*** Input for this task

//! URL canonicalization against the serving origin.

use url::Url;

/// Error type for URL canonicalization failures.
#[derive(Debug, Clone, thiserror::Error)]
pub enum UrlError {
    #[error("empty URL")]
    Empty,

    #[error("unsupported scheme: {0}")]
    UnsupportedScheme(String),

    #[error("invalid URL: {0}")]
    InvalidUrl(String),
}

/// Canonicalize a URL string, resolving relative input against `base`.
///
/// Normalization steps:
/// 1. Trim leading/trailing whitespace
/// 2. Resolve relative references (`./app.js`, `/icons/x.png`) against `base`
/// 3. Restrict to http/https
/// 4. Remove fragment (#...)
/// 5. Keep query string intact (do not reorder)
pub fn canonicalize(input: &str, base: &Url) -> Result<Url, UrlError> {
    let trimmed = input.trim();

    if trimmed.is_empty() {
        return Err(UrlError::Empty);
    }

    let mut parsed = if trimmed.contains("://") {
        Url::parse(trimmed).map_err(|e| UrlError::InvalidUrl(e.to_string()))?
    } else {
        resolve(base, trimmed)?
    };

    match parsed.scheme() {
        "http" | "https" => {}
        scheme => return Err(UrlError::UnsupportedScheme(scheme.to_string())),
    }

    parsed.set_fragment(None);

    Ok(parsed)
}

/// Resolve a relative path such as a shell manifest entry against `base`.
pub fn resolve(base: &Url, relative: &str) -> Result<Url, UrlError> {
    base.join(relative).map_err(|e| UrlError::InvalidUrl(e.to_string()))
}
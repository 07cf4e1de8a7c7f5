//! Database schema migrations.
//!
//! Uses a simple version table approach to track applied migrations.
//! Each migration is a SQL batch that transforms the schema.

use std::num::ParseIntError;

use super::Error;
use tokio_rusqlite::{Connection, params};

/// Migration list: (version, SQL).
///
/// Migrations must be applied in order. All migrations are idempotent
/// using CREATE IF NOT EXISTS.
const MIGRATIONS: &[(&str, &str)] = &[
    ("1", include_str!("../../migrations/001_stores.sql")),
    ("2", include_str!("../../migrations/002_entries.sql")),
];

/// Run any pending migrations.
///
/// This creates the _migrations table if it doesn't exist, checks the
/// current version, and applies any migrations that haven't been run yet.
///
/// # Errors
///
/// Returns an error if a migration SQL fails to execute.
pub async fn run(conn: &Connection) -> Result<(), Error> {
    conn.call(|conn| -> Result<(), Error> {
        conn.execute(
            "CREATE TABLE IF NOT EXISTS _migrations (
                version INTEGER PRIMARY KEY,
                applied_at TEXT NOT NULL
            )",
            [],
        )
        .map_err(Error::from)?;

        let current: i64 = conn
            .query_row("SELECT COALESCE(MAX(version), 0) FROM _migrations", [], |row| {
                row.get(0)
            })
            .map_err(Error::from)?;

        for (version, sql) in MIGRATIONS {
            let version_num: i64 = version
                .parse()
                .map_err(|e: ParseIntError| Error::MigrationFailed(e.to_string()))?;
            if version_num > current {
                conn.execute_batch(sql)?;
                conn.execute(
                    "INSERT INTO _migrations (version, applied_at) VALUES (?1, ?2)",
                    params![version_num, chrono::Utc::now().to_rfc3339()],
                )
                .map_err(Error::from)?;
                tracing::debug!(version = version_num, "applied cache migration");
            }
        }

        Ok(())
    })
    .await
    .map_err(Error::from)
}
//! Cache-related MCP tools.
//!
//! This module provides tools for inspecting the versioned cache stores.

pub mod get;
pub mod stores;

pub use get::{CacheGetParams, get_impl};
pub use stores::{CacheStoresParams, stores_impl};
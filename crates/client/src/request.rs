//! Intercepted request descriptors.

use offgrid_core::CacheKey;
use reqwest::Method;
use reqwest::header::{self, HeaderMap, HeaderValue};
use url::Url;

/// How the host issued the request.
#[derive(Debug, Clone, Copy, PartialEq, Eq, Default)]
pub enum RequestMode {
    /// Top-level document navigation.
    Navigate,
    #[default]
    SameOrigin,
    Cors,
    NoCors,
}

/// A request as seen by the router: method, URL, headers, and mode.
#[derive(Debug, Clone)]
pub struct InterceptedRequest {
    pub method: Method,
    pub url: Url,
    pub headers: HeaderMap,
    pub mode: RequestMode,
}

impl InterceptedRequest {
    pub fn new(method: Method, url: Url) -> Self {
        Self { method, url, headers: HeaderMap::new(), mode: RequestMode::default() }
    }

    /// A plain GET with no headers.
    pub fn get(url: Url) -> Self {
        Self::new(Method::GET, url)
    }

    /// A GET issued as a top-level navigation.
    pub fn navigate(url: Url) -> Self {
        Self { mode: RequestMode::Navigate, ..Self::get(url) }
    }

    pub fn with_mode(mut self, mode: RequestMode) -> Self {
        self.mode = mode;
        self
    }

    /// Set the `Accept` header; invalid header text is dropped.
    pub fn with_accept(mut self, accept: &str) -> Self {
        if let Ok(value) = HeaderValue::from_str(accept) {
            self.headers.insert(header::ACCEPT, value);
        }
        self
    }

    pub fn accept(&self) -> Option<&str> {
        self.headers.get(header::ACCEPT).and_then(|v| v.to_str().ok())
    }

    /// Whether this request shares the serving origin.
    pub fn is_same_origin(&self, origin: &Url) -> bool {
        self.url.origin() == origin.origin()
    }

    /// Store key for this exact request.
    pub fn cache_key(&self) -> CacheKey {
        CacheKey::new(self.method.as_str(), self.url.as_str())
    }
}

******

--- Required action ---
Wherever the word "Result" appears in the records above, copy that line.

--- Task solution ---
pub fn canonicalize(input: &str, base: &Url) -> Result<Url, UrlError> {
pub fn resolve(base: &Url, relative: &str) -> Result<Url, UrlError> {
pub async fn run(conn: &Connection) -> Result<(), Error> {
    conn.call(|conn| -> Result<(), Error> {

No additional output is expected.